Every line of the records that holds the word "Deserialize" should be copied out.

> **Data provided**:
━━━━━━━━━━━━━━━━━━━━━━━━━━━━━━
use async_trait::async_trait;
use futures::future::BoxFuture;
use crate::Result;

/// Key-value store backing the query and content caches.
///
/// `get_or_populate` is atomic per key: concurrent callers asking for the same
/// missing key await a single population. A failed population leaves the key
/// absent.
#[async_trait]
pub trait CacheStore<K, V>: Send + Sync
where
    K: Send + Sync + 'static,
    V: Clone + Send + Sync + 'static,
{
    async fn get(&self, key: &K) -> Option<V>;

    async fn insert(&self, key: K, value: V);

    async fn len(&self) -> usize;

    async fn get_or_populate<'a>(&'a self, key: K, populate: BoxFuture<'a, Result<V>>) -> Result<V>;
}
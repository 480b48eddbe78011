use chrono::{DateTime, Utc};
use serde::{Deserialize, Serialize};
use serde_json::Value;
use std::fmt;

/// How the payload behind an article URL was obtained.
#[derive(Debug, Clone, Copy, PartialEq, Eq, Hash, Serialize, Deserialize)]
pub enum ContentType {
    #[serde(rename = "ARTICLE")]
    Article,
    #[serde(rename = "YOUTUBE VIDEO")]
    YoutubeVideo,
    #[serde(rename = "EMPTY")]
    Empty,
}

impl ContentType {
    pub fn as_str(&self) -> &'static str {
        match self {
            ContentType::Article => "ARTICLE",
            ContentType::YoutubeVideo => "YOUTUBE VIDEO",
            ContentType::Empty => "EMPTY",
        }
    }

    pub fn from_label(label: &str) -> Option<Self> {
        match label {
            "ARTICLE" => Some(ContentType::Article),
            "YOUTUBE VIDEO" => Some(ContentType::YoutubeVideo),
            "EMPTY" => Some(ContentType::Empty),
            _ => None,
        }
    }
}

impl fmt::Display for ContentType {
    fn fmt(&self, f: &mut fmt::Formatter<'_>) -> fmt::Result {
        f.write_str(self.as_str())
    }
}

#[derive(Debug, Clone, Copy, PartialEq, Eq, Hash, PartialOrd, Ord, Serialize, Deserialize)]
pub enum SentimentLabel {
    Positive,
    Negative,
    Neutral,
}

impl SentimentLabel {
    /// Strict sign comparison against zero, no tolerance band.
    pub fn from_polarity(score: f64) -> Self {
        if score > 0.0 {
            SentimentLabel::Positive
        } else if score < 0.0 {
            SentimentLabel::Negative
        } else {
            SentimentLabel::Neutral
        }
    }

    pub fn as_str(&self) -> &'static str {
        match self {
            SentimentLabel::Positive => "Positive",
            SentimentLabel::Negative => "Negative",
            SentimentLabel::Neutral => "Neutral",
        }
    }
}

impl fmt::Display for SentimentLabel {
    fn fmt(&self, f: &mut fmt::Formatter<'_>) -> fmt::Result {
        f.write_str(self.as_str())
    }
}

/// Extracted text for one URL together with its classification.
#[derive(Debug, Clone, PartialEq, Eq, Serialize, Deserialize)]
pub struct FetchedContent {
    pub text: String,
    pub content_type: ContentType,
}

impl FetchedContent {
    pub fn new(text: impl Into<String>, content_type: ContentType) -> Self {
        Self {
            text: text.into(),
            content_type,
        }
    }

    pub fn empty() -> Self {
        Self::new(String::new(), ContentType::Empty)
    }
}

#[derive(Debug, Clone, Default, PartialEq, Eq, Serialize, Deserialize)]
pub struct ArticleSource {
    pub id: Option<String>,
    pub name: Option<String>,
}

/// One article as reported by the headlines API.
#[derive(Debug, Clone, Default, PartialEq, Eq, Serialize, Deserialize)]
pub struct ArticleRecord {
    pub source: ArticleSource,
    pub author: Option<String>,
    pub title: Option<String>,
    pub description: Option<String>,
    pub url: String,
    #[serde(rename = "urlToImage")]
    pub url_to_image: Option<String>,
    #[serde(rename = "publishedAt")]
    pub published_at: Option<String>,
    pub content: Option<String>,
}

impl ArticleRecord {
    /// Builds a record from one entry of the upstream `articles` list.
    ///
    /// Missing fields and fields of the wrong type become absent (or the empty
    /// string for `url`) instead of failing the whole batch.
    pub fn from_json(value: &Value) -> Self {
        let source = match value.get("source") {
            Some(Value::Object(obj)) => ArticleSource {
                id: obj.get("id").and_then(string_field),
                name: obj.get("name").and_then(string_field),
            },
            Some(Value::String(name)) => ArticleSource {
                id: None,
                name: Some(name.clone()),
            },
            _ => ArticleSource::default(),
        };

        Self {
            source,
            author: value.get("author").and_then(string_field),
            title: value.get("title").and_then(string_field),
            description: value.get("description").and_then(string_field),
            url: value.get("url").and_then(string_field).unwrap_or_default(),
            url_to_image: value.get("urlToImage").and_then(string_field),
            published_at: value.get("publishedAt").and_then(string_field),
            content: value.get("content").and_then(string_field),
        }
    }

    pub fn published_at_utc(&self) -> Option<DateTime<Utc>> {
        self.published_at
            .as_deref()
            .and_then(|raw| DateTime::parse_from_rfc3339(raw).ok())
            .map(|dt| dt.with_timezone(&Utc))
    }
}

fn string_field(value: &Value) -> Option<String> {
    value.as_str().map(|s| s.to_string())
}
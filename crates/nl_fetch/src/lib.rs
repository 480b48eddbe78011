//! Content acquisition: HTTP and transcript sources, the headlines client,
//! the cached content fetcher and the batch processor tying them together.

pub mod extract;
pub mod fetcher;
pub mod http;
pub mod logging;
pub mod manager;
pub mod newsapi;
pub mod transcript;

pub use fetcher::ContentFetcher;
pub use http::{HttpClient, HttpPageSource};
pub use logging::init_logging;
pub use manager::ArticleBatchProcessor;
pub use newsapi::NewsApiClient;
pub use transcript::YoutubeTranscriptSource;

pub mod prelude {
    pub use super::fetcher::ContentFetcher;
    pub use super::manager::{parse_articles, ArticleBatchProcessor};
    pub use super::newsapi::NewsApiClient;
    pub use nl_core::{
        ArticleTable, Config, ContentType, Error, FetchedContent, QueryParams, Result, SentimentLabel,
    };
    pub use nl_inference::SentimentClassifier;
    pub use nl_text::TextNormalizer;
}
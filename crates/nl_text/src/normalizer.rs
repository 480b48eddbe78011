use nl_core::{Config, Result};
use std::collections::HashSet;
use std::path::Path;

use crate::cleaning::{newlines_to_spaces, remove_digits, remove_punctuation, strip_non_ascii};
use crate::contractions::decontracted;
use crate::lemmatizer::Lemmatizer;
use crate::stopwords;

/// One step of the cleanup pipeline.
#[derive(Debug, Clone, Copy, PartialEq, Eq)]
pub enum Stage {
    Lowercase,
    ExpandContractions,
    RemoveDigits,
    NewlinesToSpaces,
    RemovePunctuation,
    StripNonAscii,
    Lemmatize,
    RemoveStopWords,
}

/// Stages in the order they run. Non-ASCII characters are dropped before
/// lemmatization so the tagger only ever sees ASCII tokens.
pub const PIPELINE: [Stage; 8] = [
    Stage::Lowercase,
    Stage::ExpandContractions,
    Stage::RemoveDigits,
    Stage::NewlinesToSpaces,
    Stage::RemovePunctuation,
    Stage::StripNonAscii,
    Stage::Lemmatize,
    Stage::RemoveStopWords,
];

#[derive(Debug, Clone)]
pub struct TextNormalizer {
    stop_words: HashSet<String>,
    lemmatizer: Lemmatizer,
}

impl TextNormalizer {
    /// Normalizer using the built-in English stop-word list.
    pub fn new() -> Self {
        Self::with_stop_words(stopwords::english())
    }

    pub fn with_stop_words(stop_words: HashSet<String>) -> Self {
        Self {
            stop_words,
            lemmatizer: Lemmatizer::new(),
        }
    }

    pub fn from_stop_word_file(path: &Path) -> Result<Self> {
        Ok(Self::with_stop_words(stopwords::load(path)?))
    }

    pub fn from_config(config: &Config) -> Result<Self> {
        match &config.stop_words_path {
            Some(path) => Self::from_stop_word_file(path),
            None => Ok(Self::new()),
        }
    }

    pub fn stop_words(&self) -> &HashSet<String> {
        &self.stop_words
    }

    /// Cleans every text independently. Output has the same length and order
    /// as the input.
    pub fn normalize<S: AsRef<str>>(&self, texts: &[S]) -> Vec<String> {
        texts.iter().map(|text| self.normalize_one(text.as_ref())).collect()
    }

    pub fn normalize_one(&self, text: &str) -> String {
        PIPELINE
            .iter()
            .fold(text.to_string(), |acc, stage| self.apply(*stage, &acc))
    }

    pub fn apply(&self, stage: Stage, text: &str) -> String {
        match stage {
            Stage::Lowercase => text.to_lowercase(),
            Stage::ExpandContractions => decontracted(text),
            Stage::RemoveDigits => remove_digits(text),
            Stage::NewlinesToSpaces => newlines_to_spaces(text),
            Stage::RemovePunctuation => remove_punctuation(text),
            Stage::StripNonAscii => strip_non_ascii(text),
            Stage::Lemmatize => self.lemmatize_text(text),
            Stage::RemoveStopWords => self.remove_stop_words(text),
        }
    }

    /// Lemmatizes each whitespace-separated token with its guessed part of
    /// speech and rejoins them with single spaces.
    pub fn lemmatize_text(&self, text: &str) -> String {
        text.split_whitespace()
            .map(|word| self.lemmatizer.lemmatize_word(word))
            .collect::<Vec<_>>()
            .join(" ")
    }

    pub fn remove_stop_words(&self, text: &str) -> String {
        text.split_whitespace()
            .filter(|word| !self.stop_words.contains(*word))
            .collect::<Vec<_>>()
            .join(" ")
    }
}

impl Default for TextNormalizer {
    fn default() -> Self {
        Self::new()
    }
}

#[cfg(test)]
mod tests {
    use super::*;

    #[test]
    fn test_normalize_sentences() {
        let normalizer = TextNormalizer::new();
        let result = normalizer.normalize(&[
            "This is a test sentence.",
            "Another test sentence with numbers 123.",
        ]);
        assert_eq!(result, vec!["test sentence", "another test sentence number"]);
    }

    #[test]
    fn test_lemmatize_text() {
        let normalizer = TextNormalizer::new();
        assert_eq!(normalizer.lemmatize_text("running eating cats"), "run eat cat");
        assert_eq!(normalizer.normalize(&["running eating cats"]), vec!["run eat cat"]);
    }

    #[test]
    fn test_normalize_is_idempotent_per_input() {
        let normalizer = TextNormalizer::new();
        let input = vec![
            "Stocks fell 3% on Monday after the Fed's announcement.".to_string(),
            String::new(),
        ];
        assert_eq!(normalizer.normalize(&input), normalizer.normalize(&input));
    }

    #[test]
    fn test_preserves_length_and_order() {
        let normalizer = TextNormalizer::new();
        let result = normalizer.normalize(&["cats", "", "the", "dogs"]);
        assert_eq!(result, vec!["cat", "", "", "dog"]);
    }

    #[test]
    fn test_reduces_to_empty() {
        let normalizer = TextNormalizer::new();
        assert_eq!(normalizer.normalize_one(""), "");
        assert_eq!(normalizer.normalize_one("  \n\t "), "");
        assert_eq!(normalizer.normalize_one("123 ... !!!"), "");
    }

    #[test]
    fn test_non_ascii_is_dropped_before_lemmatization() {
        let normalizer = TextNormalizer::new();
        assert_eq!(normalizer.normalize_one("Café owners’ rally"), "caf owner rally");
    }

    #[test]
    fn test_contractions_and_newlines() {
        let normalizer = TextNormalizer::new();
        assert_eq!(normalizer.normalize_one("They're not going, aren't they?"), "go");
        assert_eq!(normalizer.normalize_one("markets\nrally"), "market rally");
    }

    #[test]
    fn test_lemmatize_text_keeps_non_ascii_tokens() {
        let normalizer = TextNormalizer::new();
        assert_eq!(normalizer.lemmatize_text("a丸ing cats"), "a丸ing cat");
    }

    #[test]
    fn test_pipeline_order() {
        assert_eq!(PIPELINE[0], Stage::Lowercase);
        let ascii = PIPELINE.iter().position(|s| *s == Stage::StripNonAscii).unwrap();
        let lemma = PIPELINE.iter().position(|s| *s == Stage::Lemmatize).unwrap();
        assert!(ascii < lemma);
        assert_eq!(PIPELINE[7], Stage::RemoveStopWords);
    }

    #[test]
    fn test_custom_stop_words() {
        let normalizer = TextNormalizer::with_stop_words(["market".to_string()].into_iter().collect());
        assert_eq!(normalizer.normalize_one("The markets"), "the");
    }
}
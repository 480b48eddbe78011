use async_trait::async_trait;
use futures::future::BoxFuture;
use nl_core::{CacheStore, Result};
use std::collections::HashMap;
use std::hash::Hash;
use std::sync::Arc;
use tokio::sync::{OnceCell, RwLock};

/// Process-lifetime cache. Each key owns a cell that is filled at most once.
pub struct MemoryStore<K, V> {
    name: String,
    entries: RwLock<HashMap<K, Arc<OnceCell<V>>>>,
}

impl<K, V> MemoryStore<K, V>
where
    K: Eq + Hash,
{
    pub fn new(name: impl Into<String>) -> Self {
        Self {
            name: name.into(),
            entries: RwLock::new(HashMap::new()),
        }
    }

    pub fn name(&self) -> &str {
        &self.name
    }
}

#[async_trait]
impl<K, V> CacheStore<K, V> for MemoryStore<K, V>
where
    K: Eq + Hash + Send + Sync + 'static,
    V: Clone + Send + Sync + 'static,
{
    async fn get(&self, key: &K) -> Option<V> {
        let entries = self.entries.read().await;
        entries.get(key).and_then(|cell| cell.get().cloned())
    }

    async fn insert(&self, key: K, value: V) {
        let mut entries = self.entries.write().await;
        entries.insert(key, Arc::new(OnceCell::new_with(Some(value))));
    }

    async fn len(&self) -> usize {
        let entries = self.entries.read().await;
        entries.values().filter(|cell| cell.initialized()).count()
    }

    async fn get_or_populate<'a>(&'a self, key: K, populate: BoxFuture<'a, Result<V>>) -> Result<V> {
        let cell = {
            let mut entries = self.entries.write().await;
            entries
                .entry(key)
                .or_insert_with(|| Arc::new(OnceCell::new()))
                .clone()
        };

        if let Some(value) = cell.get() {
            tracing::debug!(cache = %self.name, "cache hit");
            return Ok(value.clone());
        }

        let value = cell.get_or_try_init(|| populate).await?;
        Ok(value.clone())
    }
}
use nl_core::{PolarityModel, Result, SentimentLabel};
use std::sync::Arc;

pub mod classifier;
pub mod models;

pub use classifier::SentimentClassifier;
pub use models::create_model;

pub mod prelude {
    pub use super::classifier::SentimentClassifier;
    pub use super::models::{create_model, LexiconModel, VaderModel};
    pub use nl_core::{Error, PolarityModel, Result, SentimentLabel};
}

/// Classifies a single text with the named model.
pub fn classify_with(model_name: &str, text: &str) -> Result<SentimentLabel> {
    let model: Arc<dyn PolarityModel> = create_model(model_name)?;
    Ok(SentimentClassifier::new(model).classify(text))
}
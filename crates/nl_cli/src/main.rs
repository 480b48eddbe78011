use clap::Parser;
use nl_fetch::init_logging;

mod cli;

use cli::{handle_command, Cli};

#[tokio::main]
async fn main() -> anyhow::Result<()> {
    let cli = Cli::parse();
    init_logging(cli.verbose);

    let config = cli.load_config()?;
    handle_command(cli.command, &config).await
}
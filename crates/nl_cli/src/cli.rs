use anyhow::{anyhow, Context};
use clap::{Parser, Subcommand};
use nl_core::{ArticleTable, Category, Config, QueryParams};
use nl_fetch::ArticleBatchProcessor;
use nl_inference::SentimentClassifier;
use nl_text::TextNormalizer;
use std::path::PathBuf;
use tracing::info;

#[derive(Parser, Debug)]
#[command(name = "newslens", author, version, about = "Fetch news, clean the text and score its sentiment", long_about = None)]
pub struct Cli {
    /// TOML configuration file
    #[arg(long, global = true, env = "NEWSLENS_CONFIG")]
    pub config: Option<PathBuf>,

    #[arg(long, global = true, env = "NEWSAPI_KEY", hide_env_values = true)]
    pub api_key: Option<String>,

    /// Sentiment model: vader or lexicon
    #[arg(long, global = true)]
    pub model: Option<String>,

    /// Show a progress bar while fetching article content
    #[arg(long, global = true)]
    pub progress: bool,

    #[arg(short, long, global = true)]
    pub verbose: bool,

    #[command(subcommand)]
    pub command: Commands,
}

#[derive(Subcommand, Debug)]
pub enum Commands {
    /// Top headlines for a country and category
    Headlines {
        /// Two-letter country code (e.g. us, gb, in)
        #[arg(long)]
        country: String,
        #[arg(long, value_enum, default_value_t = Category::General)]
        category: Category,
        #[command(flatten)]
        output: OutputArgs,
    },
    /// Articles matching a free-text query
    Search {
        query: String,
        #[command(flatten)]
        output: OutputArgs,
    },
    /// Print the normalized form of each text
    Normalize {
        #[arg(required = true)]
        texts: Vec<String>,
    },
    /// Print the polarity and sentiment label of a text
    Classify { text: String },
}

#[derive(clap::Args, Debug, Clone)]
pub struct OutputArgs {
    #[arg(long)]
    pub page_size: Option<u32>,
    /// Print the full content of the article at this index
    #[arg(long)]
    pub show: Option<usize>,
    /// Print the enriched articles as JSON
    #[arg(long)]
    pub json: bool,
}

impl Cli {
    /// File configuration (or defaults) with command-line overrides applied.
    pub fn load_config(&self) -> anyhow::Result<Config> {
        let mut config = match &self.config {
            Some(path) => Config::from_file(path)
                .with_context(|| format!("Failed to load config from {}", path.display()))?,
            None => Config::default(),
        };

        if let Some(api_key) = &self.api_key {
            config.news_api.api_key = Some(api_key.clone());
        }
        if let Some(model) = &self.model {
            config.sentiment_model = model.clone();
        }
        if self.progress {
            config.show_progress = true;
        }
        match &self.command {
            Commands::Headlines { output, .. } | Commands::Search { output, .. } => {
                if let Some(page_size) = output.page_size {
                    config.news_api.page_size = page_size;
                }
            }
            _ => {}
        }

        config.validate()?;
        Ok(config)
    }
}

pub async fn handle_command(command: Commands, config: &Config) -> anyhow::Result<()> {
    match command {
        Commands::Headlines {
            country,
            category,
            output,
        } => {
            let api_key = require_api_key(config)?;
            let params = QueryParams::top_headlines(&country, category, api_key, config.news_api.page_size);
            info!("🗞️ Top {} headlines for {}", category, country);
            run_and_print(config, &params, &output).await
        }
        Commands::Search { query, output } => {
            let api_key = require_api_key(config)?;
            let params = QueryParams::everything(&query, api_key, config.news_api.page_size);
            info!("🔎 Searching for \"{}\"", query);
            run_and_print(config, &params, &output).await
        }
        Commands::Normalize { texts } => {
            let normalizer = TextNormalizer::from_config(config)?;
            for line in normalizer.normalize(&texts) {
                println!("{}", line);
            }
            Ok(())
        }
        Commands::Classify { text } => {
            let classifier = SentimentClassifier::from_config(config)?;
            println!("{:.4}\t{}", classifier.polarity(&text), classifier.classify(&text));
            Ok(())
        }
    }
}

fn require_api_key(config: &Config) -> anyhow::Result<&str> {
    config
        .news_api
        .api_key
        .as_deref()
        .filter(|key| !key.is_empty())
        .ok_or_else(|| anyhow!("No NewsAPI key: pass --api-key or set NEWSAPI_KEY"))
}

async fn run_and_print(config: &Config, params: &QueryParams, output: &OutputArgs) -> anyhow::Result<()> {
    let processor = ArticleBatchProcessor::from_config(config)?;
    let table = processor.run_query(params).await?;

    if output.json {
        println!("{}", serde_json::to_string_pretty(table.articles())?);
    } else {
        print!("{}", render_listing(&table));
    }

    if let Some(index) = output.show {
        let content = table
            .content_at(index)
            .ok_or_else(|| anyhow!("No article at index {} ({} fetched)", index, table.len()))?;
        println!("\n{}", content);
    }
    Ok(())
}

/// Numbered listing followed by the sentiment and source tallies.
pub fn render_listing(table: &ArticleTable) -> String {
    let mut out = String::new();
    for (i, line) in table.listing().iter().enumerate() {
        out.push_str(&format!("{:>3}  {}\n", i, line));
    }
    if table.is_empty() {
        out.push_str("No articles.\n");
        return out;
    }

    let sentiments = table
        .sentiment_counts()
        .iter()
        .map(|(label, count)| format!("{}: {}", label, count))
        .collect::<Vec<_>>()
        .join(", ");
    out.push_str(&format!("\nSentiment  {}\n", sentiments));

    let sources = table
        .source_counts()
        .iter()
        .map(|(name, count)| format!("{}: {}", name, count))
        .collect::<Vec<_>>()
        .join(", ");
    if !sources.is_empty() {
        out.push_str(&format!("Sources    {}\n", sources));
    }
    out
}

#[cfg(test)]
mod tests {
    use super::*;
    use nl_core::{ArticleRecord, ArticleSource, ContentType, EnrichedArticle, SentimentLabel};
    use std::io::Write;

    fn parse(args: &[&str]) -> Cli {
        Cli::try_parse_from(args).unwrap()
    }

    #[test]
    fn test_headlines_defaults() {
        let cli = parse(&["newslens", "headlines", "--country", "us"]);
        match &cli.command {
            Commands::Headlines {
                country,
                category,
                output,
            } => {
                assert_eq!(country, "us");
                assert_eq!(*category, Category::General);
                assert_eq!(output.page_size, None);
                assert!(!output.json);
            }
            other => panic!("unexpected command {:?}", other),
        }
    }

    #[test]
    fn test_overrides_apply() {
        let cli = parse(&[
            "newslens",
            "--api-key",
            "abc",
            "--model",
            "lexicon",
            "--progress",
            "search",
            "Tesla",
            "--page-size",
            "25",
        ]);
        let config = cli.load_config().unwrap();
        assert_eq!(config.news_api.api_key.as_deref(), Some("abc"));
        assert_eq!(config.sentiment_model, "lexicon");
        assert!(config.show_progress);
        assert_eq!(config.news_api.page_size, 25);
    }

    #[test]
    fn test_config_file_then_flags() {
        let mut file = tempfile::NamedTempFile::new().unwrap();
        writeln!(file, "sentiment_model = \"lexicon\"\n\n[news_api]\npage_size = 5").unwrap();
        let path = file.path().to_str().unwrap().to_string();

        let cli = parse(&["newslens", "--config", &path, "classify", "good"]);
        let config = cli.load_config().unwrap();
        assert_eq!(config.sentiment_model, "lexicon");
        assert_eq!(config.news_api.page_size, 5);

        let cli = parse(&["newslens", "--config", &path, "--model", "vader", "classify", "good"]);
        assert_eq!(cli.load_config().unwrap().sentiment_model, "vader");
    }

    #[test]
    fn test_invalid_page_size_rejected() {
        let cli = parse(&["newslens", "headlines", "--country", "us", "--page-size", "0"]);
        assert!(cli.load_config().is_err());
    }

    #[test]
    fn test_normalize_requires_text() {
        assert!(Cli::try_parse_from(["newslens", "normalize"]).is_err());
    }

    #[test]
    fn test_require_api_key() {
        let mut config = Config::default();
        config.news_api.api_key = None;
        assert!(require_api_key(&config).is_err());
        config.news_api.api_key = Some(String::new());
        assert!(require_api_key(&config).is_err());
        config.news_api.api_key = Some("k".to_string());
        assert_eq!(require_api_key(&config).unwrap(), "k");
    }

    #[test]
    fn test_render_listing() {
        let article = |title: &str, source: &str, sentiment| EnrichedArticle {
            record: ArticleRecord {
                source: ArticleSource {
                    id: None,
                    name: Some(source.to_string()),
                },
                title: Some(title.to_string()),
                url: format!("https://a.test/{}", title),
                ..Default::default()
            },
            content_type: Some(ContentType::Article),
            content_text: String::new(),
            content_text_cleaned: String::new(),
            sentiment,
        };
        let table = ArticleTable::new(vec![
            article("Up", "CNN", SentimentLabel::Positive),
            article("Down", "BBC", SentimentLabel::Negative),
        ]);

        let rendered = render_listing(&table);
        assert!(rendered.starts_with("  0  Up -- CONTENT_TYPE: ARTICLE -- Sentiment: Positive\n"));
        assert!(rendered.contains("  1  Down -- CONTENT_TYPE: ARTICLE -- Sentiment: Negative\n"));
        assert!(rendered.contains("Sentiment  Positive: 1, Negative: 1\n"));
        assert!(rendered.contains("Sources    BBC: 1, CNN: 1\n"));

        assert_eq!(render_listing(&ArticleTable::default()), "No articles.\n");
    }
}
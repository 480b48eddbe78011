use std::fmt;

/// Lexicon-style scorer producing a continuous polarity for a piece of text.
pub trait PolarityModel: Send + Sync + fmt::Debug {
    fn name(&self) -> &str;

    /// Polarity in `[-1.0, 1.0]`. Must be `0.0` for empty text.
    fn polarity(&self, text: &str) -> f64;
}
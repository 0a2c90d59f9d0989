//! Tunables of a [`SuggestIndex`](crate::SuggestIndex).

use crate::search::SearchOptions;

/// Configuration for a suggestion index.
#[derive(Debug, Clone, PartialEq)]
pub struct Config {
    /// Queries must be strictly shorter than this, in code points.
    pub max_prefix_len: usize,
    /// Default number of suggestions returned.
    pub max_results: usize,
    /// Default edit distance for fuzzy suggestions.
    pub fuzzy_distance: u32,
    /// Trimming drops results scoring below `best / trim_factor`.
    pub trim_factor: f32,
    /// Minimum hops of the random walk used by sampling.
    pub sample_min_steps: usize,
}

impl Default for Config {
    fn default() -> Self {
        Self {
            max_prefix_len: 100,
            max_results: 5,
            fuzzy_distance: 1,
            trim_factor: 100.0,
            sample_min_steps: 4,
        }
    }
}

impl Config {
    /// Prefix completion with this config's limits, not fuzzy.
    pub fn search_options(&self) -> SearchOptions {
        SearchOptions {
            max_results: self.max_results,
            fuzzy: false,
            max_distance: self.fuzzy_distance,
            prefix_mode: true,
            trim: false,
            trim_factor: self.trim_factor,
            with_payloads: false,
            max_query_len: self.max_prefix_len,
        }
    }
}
━━━━━━━━━━━━━━━━━━━━━━━━━━━━━━
> **Final answer**:
use serde::{Deserialize, Serialize};
#[derive(Debug, Clone, Copy, PartialEq, Eq, Hash, Serialize, Deserialize)]
#[derive(Debug, Clone, Copy, PartialEq, Eq, Hash, PartialOrd, Ord, Serialize, Deserialize)]
#[derive(Debug, Clone, PartialEq, Eq, Serialize, Deserialize)]
#[derive(Debug, Clone, Default, PartialEq, Eq, Serialize, Deserialize)]
#[derive(Debug, Clone, Default, PartialEq, Eq, Serialize, Deserialize)]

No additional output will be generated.